How do you plan to make money? What metrics, in such cases, determine the profits? Are your revenue projections realistic? For instance, if transaction charges are the primary source of revenue, you should expect specific transaction volumes, and they should be justified by market analysis.
What is the place of your business in the industry value chain? Who are the other partners you plan to work with? How do you manage your supply chain sustainability?
No business delivers its value to end users independently. Successful business forges great business partnerships that drive them to their next levels. It is vital to establish the precise added value your business offers. All other partners in the value chain should be regarded as external dependencies that may be risky. Therefore, they should be managed by diversification.
How does the unit economics of the company work? Can it be profitable at all?
Does one user bring more cash than it costs to host him/her, including processing and acquisition costs? In the case of broken unit economics, is the increased income per user possible, or they will not pay more? Is it possible to reduce expenses in the future with significant investments, for example, software that minimizes operational costs or marketing that increases credibility, minimizing acquisition expense?

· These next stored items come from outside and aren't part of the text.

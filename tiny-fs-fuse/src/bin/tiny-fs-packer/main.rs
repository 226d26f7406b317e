mod cli;

use std::io::{self, Write};

use clap::Parser;
use cli::{Cli, Command};
use tiny_fs::{FileSystem, FormatOptions, ROOT_INODE};
use tiny_fs_fuse::{pack_dir, render_listing, render_tree, render_usage};
use typed_bytesize::ByteSizeIec;

fn main() -> tiny_fs::Result<()> {
    env_logger::init();

    let cli = Cli::parse();
    let mut stdout = io::stdout().lock();

    match cli.command {
        Command::Pack {
            source,
            image,
            size_mib,
            block_size,
        } => {
            writeln!(stdout, "source={source:?}\nimage={image:?}")?;
            let options = FormatOptions::new(ByteSizeIec::mib(size_mib).0, block_size);
            let mut fs = FileSystem::format(&image, &options)?;

            for packed in pack_dir(&mut fs, ROOT_INODE, &source)? {
                writeln!(
                    stdout,
                    "{}: inode {}, {} bytes",
                    packed.name, packed.inode, packed.size
                )?;
            }
            fs.close()?;
        }
        Command::Ls { image, inode } => {
            let fs = FileSystem::open(&image)?;
            stdout.write_all(render_listing(&fs, inode)?.as_bytes())?;
        }
        Command::Cat { image, inode } => {
            let fs = FileSystem::open(&image)?;
            io::copy(&mut fs.file_read(inode)?, &mut stdout)?;
        }
        Command::Tree { image } => {
            let fs = FileSystem::open(&image)?;
            stdout.write_all(render_tree(&fs, ROOT_INODE)?.as_bytes())?;
        }
        Command::Df { image } => {
            let fs = FileSystem::open(&image)?;
            stdout.write_all(render_usage(&fs.usage()?).as_bytes())?;
        }
    }

    Ok(())
}
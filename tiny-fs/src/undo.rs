//! # 补偿动作
//!
//! 多步修改(分配块 → 写数据 → 保存 inode → 链入父目录)不具备事务性。
//! 每完成一步就登记其逆操作，失败时按相反顺序执行，
//! 使失败的调用在调用者看来没有留下痕迹。崩溃时不提供任何保证。

use crate::{FileSystem, Result};

/// 已完成的一步的逆操作
#[derive(Debug, Clone, Copy, PartialEq, Eq)]
pub(crate) enum Undo {
    /// 释放刚分配的数据块
    ReleaseBlock(u32),
    /// 回收刚写入的 inode
    FreeInode(u32),
    /// 墓碑化刚追加到 `dir` 中指向 `inode` 的目录项
    Unlink { dir: u32, inode: u32 },
    /// 把目录 `dir` 的 `..` 改回 `parent`
    Reparent { dir: u32, parent: u32 },
}

#[derive(Debug, Default)]
pub(crate) struct Compensations(Vec<Undo>);

impl Compensations {
    #[inline]
    pub fn push(&mut self, undo: Undo) {
        self.0.push(undo);
    }

    /// 逆序执行全部补偿；补偿自身的失败只记录，不再传播
    pub fn unwind(self, fs: &mut FileSystem) {
        for undo in self.0.into_iter().rev() {
            log::warn!("compensating: {undo:?}");
            let result = match undo {
                Undo::ReleaseBlock(block) => fs.free_block(block),
                Undo::FreeInode(inode) => fs.free_inode(inode),
                Undo::Unlink { dir, inode } => fs.remove_entry(dir, inode),
                Undo::Reparent { dir, parent } => fs.set_parent_link(dir, parent),
            };
            if let Err(e) = result {
                log::error!("compensation {undo:?} failed: {e}");
            }
        }
    }
}

/// 执行一串步骤，出错时撤销已登记的步骤
pub(crate) fn run<T>(
    fs: &mut FileSystem,
    steps: impl FnOnce(&mut FileSystem, &mut Compensations) -> Result<T>,
) -> Result<T> {
    let mut compensations = Compensations::default();
    match steps(fs, &mut compensations) {
        Ok(value) => Ok(value),
        Err(e) => {
            compensations.unwind(fs);
            Err(e)
        }
    }
}
//! # 块存储层
//!
//! 虚拟磁盘就是宿主机上的一个普通文件，[`Disk`] 独占它的句柄，
//! 以**块号 + 块内偏移**的方式读写其中的字节。
//!
//! 块大小与磁盘容量在 [`Disk`] 的生命周期内不变；
//! 任何越过磁盘容量的访问都会得到 [`Error::OutOfRange`]。

use std::fs::{File, OpenOptions};
use std::io::{ErrorKind, Read, Seek, SeekFrom, Write};
use std::path::Path;

use crate::layout::{OnDisk, SuperBlock};
use crate::{Error, Result};
use crate::{DISK_SIZE_MAX, DISK_SIZE_MIN, SECTOR_SIZE};

#[derive(Debug)]
pub struct Disk {
    file: File,
    /// 磁盘容量(字节)
    size: u32,
    block_size: u32,
}

impl Disk {
    /// 创建或打开宿主文件作为虚拟磁盘，并把文件长度调整为 `size`。
    ///
    /// 已存在的文件不会被截断清空，只会被扩展(稀疏)或缩短到 `size`。
    pub fn create(path: impl AsRef<Path>, size: u64, block_size: u32) -> Result<Self> {
        let size = check_size(size)?;
        check_block_size(block_size, size)?;

        let file = OpenOptions::new()
            .read(true)
            .write(true)
            .create(true)
            .truncate(false)
            .open(path.as_ref())?;
        file.set_len(size as u64)?;

        log::debug!(
            "disk created: path={:?} size={size} block_size={block_size}",
            path.as_ref()
        );

        Ok(Self {
            file,
            size,
            block_size,
        })
    }

    /// 打开已格式化的镜像，几何参数取自 0 号块上的超级块。
    pub fn open(path: impl AsRef<Path>) -> Result<Self> {
        let mut file = OpenOptions::new()
            .read(true)
            .write(true)
            .open(path.as_ref())?;

        let mut header = [0; SuperBlock::SIZE];
        file.read_exact(&mut header).map_err(|e| match e.kind() {
            ErrorKind::UnexpectedEof => Error::CorruptImage("image too short"),
            _ => e.into(),
        })?;
        let super_block = SuperBlock::decode(&header)?;
        if !super_block.is_valid() {
            return Err(Error::CorruptImage("bad magic"));
        }

        let size = check_size(super_block.disk_size as u64)
            .map_err(|_| Error::CorruptImage("disk size out of bounds"))?;
        check_block_size(super_block.block_size, size)
            .map_err(|_| Error::CorruptImage("bad block size"))?;
        if file.metadata()?.len() < size as u64 {
            return Err(Error::CorruptImage("image is shorter than its disk size"));
        }

        Ok(Self {
            file,
            size,
            block_size: super_block.block_size,
        })
    }

    #[inline]
    pub fn size(&self) -> u32 {
        self.size
    }

    #[inline]
    pub fn block_size(&self) -> u32 {
        self.block_size
    }

    #[inline]
    pub fn total_blocks(&self) -> u32 {
        self.size / self.block_size
    }

    /// 从 `block` 号块的 `offset` 处读满 `buf`
    pub fn read_block(&self, block: u32, offset: usize, buf: &mut [u8]) -> Result<()> {
        let pos = self.position(block, offset, buf.len())?;
        let mut file = &self.file;
        file.seek(SeekFrom::Start(pos))?;
        file.read_exact(buf)?;
        Ok(())
    }

    /// 把 `buf` 整个写到 `block` 号块的 `offset` 处
    pub fn write_block(&self, block: u32, offset: usize, buf: &[u8]) -> Result<()> {
        let pos = self.position(block, offset, buf.len())?;
        let mut file = &self.file;
        file.seek(SeekFrom::Start(pos))?;
        file.write_all(buf)?;
        Ok(())
    }

    pub fn zero_block(&self, block: u32) -> Result<()> {
        self.write_block(block, 0, &vec![0; self.block_size as usize])
    }

    #[inline]
    pub fn read_record<T: OnDisk>(&self, block: u32, offset: usize) -> Result<T> {
        let mut buf = [0; 256];
        let buf = &mut buf[..T::SIZE];
        self.read_block(block, offset, buf)?;
        T::decode(buf)
    }

    #[inline]
    pub fn write_record<T: OnDisk>(&self, block: u32, offset: usize, record: &T) -> Result<()> {
        self.write_block(block, offset, &record.encode()?)
    }

    /// 同步到宿主文件后释放句柄。
    ///
    /// 直接丢弃 [`Disk`] 同样会关闭句柄，只是拿不到同步的错误。
    pub fn close(self) -> Result<()> {
        self.file.sync_all()?;
        Ok(())
    }
}

impl Disk {
    /// 换算出字节位置，并确认 `[pos, pos + len)` 落在磁盘之内
    fn position(&self, block: u32, offset: usize, len: usize) -> Result<u64> {
        let pos = block as u64 * self.block_size as u64 + offset as u64;
        if pos + len as u64 > self.size as u64 {
            return Err(Error::OutOfRange { offset: pos, len });
        }
        Ok(pos)
    }
}

fn check_size(size: u64) -> Result<u32> {
    if !(DISK_SIZE_MIN as u64..=DISK_SIZE_MAX as u64).contains(&size) {
        return Err(Error::InvalidSize(size));
    }
    Ok(size as u32)
}

/// 块大小须是扇区大小的非零整数倍，且不超过磁盘容量
fn check_block_size(block_size: u32, size: u32) -> Result<()> {
    if block_size == 0 || block_size % SECTOR_SIZE != 0 || block_size > size {
        return Err(Error::InvalidBlockSize(block_size));
    }
    Ok(())
}

#[cfg(test)]
mod tests {
    use super::*;

    #[test]
    fn rejects_bad_geometry() {
        let dir = tempfile::tempdir().unwrap();
        let path = dir.path().join("disk.img");

        assert!(matches!(
            Disk::create(&path, 512 * 1024, 512),
            Err(Error::InvalidSize(_))
        ));
        assert!(matches!(
            Disk::create(&path, DISK_SIZE_MAX as u64 + 1, 512),
            Err(Error::InvalidSize(_))
        ));
        assert!(matches!(
            Disk::create(&path, DISK_SIZE_MIN as u64, 1000),
            Err(Error::InvalidBlockSize(1000))
        ));
        assert!(matches!(
            Disk::create(&path, DISK_SIZE_MIN as u64, 0),
            Err(Error::InvalidBlockSize(0))
        ));
    }

    #[test]
    fn block_size_is_bounded_by_disk_size() {
        let dir = tempfile::tempdir().unwrap();
        let path = dir.path().join("disk.img");

        for block_size in [2 * DISK_SIZE_MIN, 1 << 29, 1 << 31] {
            assert!(matches!(
                Disk::create(&path, DISK_SIZE_MIN as u64, block_size),
                Err(Error::InvalidBlockSize(b)) if b == block_size
            ));
        }
        assert!(Disk::create(&path, DISK_SIZE_MIN as u64, DISK_SIZE_MIN).is_ok());
    }

    #[test]
    fn short_image_is_corrupt() {
        let dir = tempfile::tempdir().unwrap();
        let path = dir.path().join("disk.img");
        std::fs::write(&path, [0x53, 0x5F, 0x53, 0x46, 0, 0]).unwrap();

        assert!(matches!(
            Disk::open(&path),
            Err(Error::CorruptImage("image too short"))
        ));
    }

    #[test]
    fn sets_file_length() {
        let dir = tempfile::tempdir().unwrap();
        let path = dir.path().join("disk.img");

        let disk = Disk::create(&path, 2 * DISK_SIZE_MIN as u64, 1024).unwrap();
        assert_eq!(disk.total_blocks(), 2048);
        disk.close().unwrap();
        assert_eq!(
            std::fs::metadata(&path).unwrap().len(),
            2 * DISK_SIZE_MIN as u64
        );
    }

    #[test]
    fn block_io_is_bounded() {
        let dir = tempfile::tempdir().unwrap();
        let disk = Disk::create(dir.path().join("disk.img"), DISK_SIZE_MIN as u64, 512).unwrap();

        disk.write_block(7, 100, b"hello").unwrap();
        let mut buf = [0; 5];
        disk.read_block(7, 100, &mut buf).unwrap();
        assert_eq!(&buf, b"hello");

        let last = disk.total_blocks() - 1;
        assert!(disk.write_block(last, 0, &[1; 512]).is_ok());
        assert!(matches!(
            disk.write_block(last, 1, &[1; 512]),
            Err(Error::OutOfRange { .. })
        ));
        assert!(matches!(
            disk.read_block(last + 1, 0, &mut buf),
            Err(Error::OutOfRange { .. })
        ));
    }
}
//! # 文件操作层
//!
//! 普通文件的数据按块顺序存放在至多 [`MAX_BLOCKS_PER_INODE`] 个直接索引块中，
//! 最后一块可能只用了一部分。

use std::fs::File;
use std::io::{self, Read};
use std::path::Path;

use enumflags2::BitFlags;

use crate::dir::check_name;
use crate::layout::{FileKind, Inode};
use crate::undo::{self, Undo};
use crate::{Error, FileSystem, Result};
use crate::{FILE_MODE, MAX_BLOCKS_PER_INODE};

/// 文件或目录的元信息汇总
#[derive(Debug, Clone, PartialEq, Eq)]
pub struct FileInfo {
    pub inode: u32,
    pub kind: BitFlags<FileKind>,
    pub mode: u32,
    pub size: u32,
    pub created_at: i64,
    pub modified_at: i64,
    /// 已分配的数据块
    pub blocks: Vec<u32>,
    /// 已分配块的总字节数
    pub allocated_bytes: u64,
    /// 已分配但未被数据占用的字节数
    pub internal_fragmentation: u64,
}

/// 按顺序读出文件的全部字节
#[derive(Debug, Clone)]
pub struct FileReader<'a> {
    fs: &'a FileSystem,
    inode: Inode,
    pos: u32,
}

impl FileReader<'_> {
    /// 文件总字节数
    #[inline]
    pub fn len(&self) -> u32 {
        self.inode.size
    }

    #[inline]
    pub fn is_empty(&self) -> bool {
        self.inode.size == 0
    }
}

impl Read for FileReader<'_> {
    fn read(&mut self, buf: &mut [u8]) -> io::Result<usize> {
        if self.pos >= self.inode.size || buf.is_empty() {
            return Ok(0);
        }

        let block_size = self.fs.block_size();
        let block_index = (self.pos / block_size) as usize;
        let offset = self.pos % block_size;
        let len = (buf.len() as u32)
            .min(block_size - offset)
            .min(self.inode.size - self.pos);

        let block = match self.inode.blocks.get(block_index) {
            Some(&block) if block_index < MAX_BLOCKS_PER_INODE && block != 0 => block,
            _ => {
                return Err(io::Error::new(
                    io::ErrorKind::InvalidData,
                    format!("data block {block_index} is not allocated"),
                ))
            }
        };

        self.fs
            .disk
            .read_block(block, offset as usize, &mut buf[..len as usize])
            .map_err(|e| match e {
                Error::Io(e) => e,
                e => io::Error::other(e.to_string()),
            })?;
        self.pos += len;
        Ok(len as usize)
    }
}

impl FileSystem {
    /// 从 `source` 读入数据，在 `parent` 下创建名为 `name` 的文件。
    ///
    /// 失败时已分配的块与 inode 全部归还，只消耗掉一个 inode 编号。
    pub fn file_create(&mut self, parent: u32, mut source: impl Read, name: &str) -> Result<u32> {
        self.open_dir(parent)?;
        let name = check_name(name)?;
        if self.find(parent, name)?.is_some() {
            return Err(Error::AlreadyExists(name.to_owned()));
        }

        let inode = undo::run(self, |fs, compensations| {
            let inode = fs.alloc_inode()?;
            let mut record = Inode::new(FILE_MODE);
            let mut chunk = vec![0; fs.block_size() as usize];

            loop {
                let len = fill(&mut source, &mut chunk)?;
                if len == 0 {
                    break;
                }

                let block_index = Inode::count_data_block(record.size, fs.block_size());
                if block_index >= MAX_BLOCKS_PER_INODE {
                    return Err(Error::FileTooLarge);
                }

                let block = fs.alloc_block()?;
                compensations.push(Undo::ReleaseBlock(block));
                fs.disk.write_block(block, 0, &chunk[..len])?;
                record.blocks[block_index] = block;
                record.size += len as u32;

                if len < chunk.len() {
                    break;
                }
            }

            fs.save_inode(inode, &record)?;
            compensations.push(Undo::FreeInode(inode));
            fs.add_entry(parent, inode, name)?;
            Ok(inode)
        })?;

        log::debug!("file {name:?} created as inode {inode} under {parent}");
        Ok(inode)
    }

    /// 导入宿主机上的文件
    pub fn file_import(
        &mut self,
        parent: u32,
        host_path: impl AsRef<Path>,
        name: &str,
    ) -> Result<u32> {
        let source = File::open(host_path.as_ref())?;
        self.file_create(parent, source, name)
    }

    pub fn file_read(&self, inode: u32) -> Result<FileReader<'_>> {
        let record = self.load_inode(inode)?;
        if !record.is_file() {
            return Err(Error::NotAFile(inode));
        }

        Ok(FileReader {
            fs: self,
            inode: record,
            pos: 0,
        })
    }

    /// 读出文件的全部内容
    pub fn read_to_vec(&self, inode: u32) -> Result<Vec<u8>> {
        let mut reader = self.file_read(inode)?;
        let mut data = Vec::with_capacity(reader.len() as usize);
        reader.read_to_end(&mut data)?;
        Ok(data)
    }

    /// 先从父目录摘除，再回收数据块与 inode
    pub fn file_delete(&mut self, parent: u32, file: u32) -> Result<()> {
        let record = self.load_inode(file)?;
        if !record.is_file() {
            return Err(Error::NotAFile(file));
        }

        self.remove_entry(parent, file)?;
        for block in record.data_blocks() {
            self.free_block(block)?;
        }
        self.free_inode(file)?;

        log::debug!("file {file} deleted from {parent}");
        Ok(())
    }

    /// 把文件复制到 `dst_dir` 下，新文件拥有独立的 inode 与数据块
    pub fn file_copy(&mut self, file: u32, dst_dir: u32, new_name: &str) -> Result<u32> {
        let data = self.read_to_vec(file)?;
        self.file_create(dst_dir, data.as_slice(), new_name)
    }

    pub fn stat(&self, inode: u32) -> Result<FileInfo> {
        let record = self.load_inode(inode)?;
        let blocks: Vec<u32> = record.data_blocks().collect();
        let allocated_bytes = blocks.len() as u64 * self.block_size() as u64;

        Ok(FileInfo {
            inode,
            kind: record.kind(),
            mode: record.mode,
            size: record.size,
            created_at: record.created_at,
            modified_at: record.modified_at,
            internal_fragmentation: allocated_bytes.saturating_sub(record.size as u64),
            allocated_bytes,
            blocks,
        })
    }
}

/// 尽量读满 `buf`，只有遇到数据末尾才会返回较短的长度
fn fill(source: &mut impl Read, buf: &mut [u8]) -> Result<usize> {
    let mut filled = 0;
    while filled < buf.len() {
        match source.read(&mut buf[filled..]) {
            Ok(0) => break,
            Ok(n) => filled += n,
            Err(e) if e.kind() == io::ErrorKind::Interrupted => continue,
            Err(e) => return Err(e.into()),
        }
    }
    Ok(filled)
}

In other words, investors always consider the factors that justify the investment opportunity. What is your growth strategy? How is your growth engine validated? Does it fit nicely into your business model?
To practice your investment practices, you should have an individual growth potential that aligns well with the risks. For an operationally profitable business, the growth expectation is lower than a start-up. A business with the possibility of a viral growth prospect differs greatly from a B2B company that employs a sales department.
Final Thoughts on How to Pass the Due Diligence Process
A tech project that is considering winning serious partners, attracting significant funding rounds, or raising its public and media awareness will definitely become subject to systematic scrutiny that will target not only the apparent factors and quality of the concept but also other more profound things, such as taxes, IP, cybersecurity, and supply chain resilience. Having answers to these questions in advance makes you well prepared for the due diligence process and gives you the ability to succeed in the stiff competition once you launch your product.